The cost for the boxes, between $230 and $275 each, and the expected loss of advertising by businesses that appreciate the delivery to the door, Peterson said, would more than cancel out what would be saved by hiring fewer delivery workers.

For the digital option, neither most Rossmoor residents nor News staff are ready for eliminating the print paper entirely, Peterson said. In addition to accelerating staff retraining, many Rossmoor readers would have to be convinced to make reading the paper online a habit. Also, she predicts that roughly half of the News’ advertisers would leave the paper if it went online only, and that such a move would likely mean a loss of more than $33,000 annually.

Only an estimated 700 to 900 Rossmoor residents now use the e-edition (www.rossmoornews.com) each week, Peterson added.

Committee chairwoman Leanne Hamaji said she didn’t support distributing the paper using boxes because of the cost, but rather an eventual migration of the News to online only. Committee member Carol Meehan largely agreed, encouraging a slow move of the News to an e-edition and to “stop printing eventually.”

The committee told Peterson to continue on the current path for the time being, given more recent success in attracting delivery workers. But they, and Peterson, acknowledged residents must start to be prepared for inevitable change.

“With news delivery challenges and printing costs going up, we are headed toward a day when the paper will be online only,” Peterson said after the Aug. 11 meeting. But that day won’t be tomorrow.

“During the next few years, we will need to find the time to build up our digital product,” including an emailed newsletter with that week’s headlines, she said, while scaling back some print staples, such as the puzzle pages.

“Our job now is to find a balance between our print present and our digital future,” Peterson added.

Drought Master Plan for the golf courses

Similarly, the committee gave informal approval to ongoing efforts by GRF to replace excess turf (thirsty grass) on and adjacent to the golf courses with much less thirsty drought-tolerant plants and other ground cover, especially for sections on and adjacent to the courses that aren’t directly in areas of play.

But Jeff Matheson, GRF’s director of resident services, said dry conditions that are already bad could well get much worse if the drought persists.

Rossmoor uses water from Tice Creek, which could, at some point, run dry or nearly dry. GRF buys water from East Bay Municipal Utility District, which has had steady annual rate increases averaging 7% on top of drought surcharges; and the runoff water captured from water-cooled Mutual air conditioners figures to disappear as old units are replaced by new ones that don’t produce condensate.

Among the main points of a draft Drought Master Plan for the golf courses are identifying and funding “immediate” projects to be completed over the next one to three years; identifying projects that could be accomplished should mandatory water cutbacks exceed 25%, or 50%, of current use levels; and maintenance and management practices that would continue to promote the play of golf and maintain the courses in drought conditions and plans to restore the courses once conditions or additional water resources are identified.

Matheson said measures could include strategically removing grass – even from the tee boxes themselves – from many areas adjacent to the courses without directly affecting in-play areas.

Mark Heptig, Rossmoor’s director of golf, said efforts to replace grass with drought-tolerant plants are already well underway, and that they’ll continue.
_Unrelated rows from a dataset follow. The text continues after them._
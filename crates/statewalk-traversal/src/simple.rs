//! Simple-plan generation: bounded depth-first search.
//!
//! A path is extended only while the successor's key does not already
//! appear earlier in the same path, so every produced path is acyclic even
//! on cyclic graphs. Each reached state emits a candidate path, so one
//! target may accumulate several simple paths, one per distinct route.

use statewalk_behavior::{Behavior, EventTagged, StateKey};

use crate::plan::{describe_route, group_into_plans, Path, Plan, Step};
use crate::{TraversalError, TraversalOptions};

pub fn simple_plans<B: Behavior>(
    behavior: &B,
    options: &TraversalOptions<B::State, B::Event>,
) -> Result<Vec<Plan<B::State, B::Event>>, TraversalError> {
    let initial = behavior.initial_state();
    let initial_key = options.serializer.serialize(&initial, None);

    let mut candidates: Vec<(StateKey, Path<B::State, B::Event>)> = vec![(
        initial_key.clone(),
        Path {
            steps: Vec::new(),
            state: initial.clone(),
            weight: 0,
            description: describe_route(&[]),
        },
    )];

    let mut walk = Walk {
        behavior,
        options,
        path_keys: vec![initial_key],
        steps: Vec::new(),
        candidates: &mut candidates,
        visit_count: 0,
    };
    walk.explore(&initial)?;

    Ok(group_into_plans(candidates))
}

/// Simple plans whose target state satisfies `predicate`. Zero matches
/// yields an empty vec, not an error.
pub fn simple_plans_to<B: Behavior>(
    behavior: &B,
    predicate: impl Fn(&B::State) -> bool,
    options: &TraversalOptions<B::State, B::Event>,
) -> Result<Vec<Plan<B::State, B::Event>>, TraversalError> {
    let plans = simple_plans(behavior, options)?;
    Ok(plans
        .into_iter()
        .filter(|plan| predicate(&plan.state))
        .collect())
}

/// Mutable walk state threaded through the recursion; local to one
/// generation call so calls stay independent.
struct Walk<'a, B: Behavior> {
    behavior: &'a B,
    options: &'a TraversalOptions<B::State, B::Event>,
    /// Keys of the states already on the current path, in order.
    path_keys: Vec<StateKey>,
    steps: Vec<Step<B::State, B::Event>>,
    candidates: &'a mut Vec<(StateKey, Path<B::State, B::Event>)>,
    visit_count: usize,
}

impl<B: Behavior> Walk<'_, B> {
    fn explore(&mut self, state: &B::State) -> Result<(), TraversalError> {
        self.visit_count += 1;
        if self.visit_count > self.options.traversal_limit {
            return Err(TraversalError::LimitExceeded {
                limit: self.options.traversal_limit,
            });
        }

        for event in self.behavior.events(state)? {
            let next = self.behavior.transition(state, &event);

            if let Some(filter) = &self.options.filter {
                if !filter(&next) {
                    continue;
                }
            }

            let next_key = self.options.serializer.serialize(&next, Some(&event));
            if self.path_keys.contains(&next_key) {
                continue;
            }

            self.steps.push(Step {
                state: state.clone(),
                event,
            });
            let tags: Vec<&str> = self.steps.iter().map(|s| s.event.tag()).collect();
            self.candidates.push((
                next_key.clone(),
                Path {
                    steps: self.steps.clone(),
                    state: next.clone(),
                    weight: self.steps.len(),
                    description: describe_route(&tags),
                },
            ));

            self.path_keys.push(next_key);
            self.explore(&next)?;
            self.path_keys.pop();
            self.steps.pop();
        }

        Ok(())
    }
}

#[cfg(test)]
mod tests {
    use serde::Serialize;
    use statewalk_behavior::{Behavior, BehaviorError, EventTagged};

    use super::*;

    #[derive(Debug, Clone, PartialEq, Serialize)]
    struct Named(&'static str);

    #[derive(Debug, Clone)]
    struct Ev(&'static str);

    impl EventTagged for Ev {
        fn tag(&self) -> &str {
            self.0
        }
    }

    /// a <--> b cycle plus a --FINISH--> c.
    struct Cyclic;

    impl Behavior for Cyclic {
        type State = Named;
        type Event = Ev;

        fn initial_state(&self) -> Named {
            Named("a")
        }

        fn transition(&self, state: &Named, event: &Ev) -> Named {
            match (state.0, event.0) {
                ("a", "TOGGLE") => Named("b"),
                ("b", "TOGGLE") => Named("a"),
                ("a", "FINISH") => Named("c"),
                _ => state.clone(),
            }
        }

        fn events(&self, state: &Named) -> Result<Vec<Ev>, BehaviorError> {
            Ok(match state.0 {
                "a" => vec![Ev("TOGGLE"), Ev("FINISH")],
                "b" => vec![Ev("TOGGLE")],
                _ => vec![],
            })
        }
    }

    #[test]
    fn test_cycle_terminates_and_paths_are_acyclic() {
        let plans = simple_plans(&Cyclic, &TraversalOptions::default()).unwrap();

        // Targets a, b, c.
        assert_eq!(plans.len(), 3);
        for plan in &plans {
            for path in &plan.paths {
                let mut seen = vec![];
                for step in &path.steps {
                    assert!(!seen.contains(&step.state.0));
                    seen.push(step.state.0);
                }
            }
        }
    }

    /// Two routes into d: a -> b -> d and a -> c -> d.
    struct Diamond;

    impl Behavior for Diamond {
        type State = Named;
        type Event = Ev;

        fn initial_state(&self) -> Named {
            Named("a")
        }

        fn transition(&self, state: &Named, event: &Ev) -> Named {
            match (state.0, event.0) {
                ("a", "LEFT") => Named("b"),
                ("a", "RIGHT") => Named("c"),
                ("b", "DOWN") | ("c", "DOWN") => Named("d"),
                _ => state.clone(),
            }
        }

        fn events(&self, state: &Named) -> Result<Vec<Ev>, BehaviorError> {
            Ok(match state.0 {
                "a" => vec![Ev("LEFT"), Ev("RIGHT")],
                "b" | "c" => vec![Ev("DOWN")],
                _ => vec![],
            })
        }
    }

    #[test]
    fn test_multiple_routes_to_one_target() {
        let plans = simple_plans(&Diamond, &TraversalOptions::default()).unwrap();

        let d = plans.iter().find(|p| p.state.0 == "d").unwrap();
        assert_eq!(d.paths.len(), 2);

        // No two paths within one plan share a signature.
        for plan in &plans {
            let mut sigs: Vec<Vec<String>> =
                plan.paths.iter().map(|p| p.signature()).collect();
            let before = sigs.len();
            sigs.sort();
            sigs.dedup();
            assert_eq!(sigs.len(), before);
        }
    }

    #[test]
    fn test_all_paths_in_plan_share_target_key() {
        let plans = simple_plans(&Diamond, &TraversalOptions::default()).unwrap();
        let options = TraversalOptions::<Named, Ev>::default();

        for plan in &plans {
            for path in &plan.paths {
                let last_event = path.steps.last().map(|s| &s.event);
                let key = options.serializer.serialize(&path.state, last_event);
                assert_eq!(key, plan.key);
            }
        }
    }

    #[test]
    fn test_limit_applies_to_dfs() {
        let options = TraversalOptions {
            traversal_limit: 2,
            ..TraversalOptions::default()
        };

        let err = simple_plans(&Diamond, &options).unwrap_err();
        assert!(matches!(err, TraversalError::LimitExceeded { limit: 2 }));
    }
}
Even artificial grass could be in the mix in certain situations, depending on how bad the drought gets, he added.

Committee member Ted Bentley asked whether, because Rossmoor is so advanced in water conservation, GRF could get any discounts from EBMUD as a reward for being a good water steward.

He also said he visited a golf course recently with enough green grass to suggest there isn’t a drought going on, and asked Heptig how Rossmoor compares on the conservation front.

“I think we’re cutting edge, very ahead of the curve,” Heptig said. “Some places may have a lot of water. Some places may have a massive budget. We have neither of those.”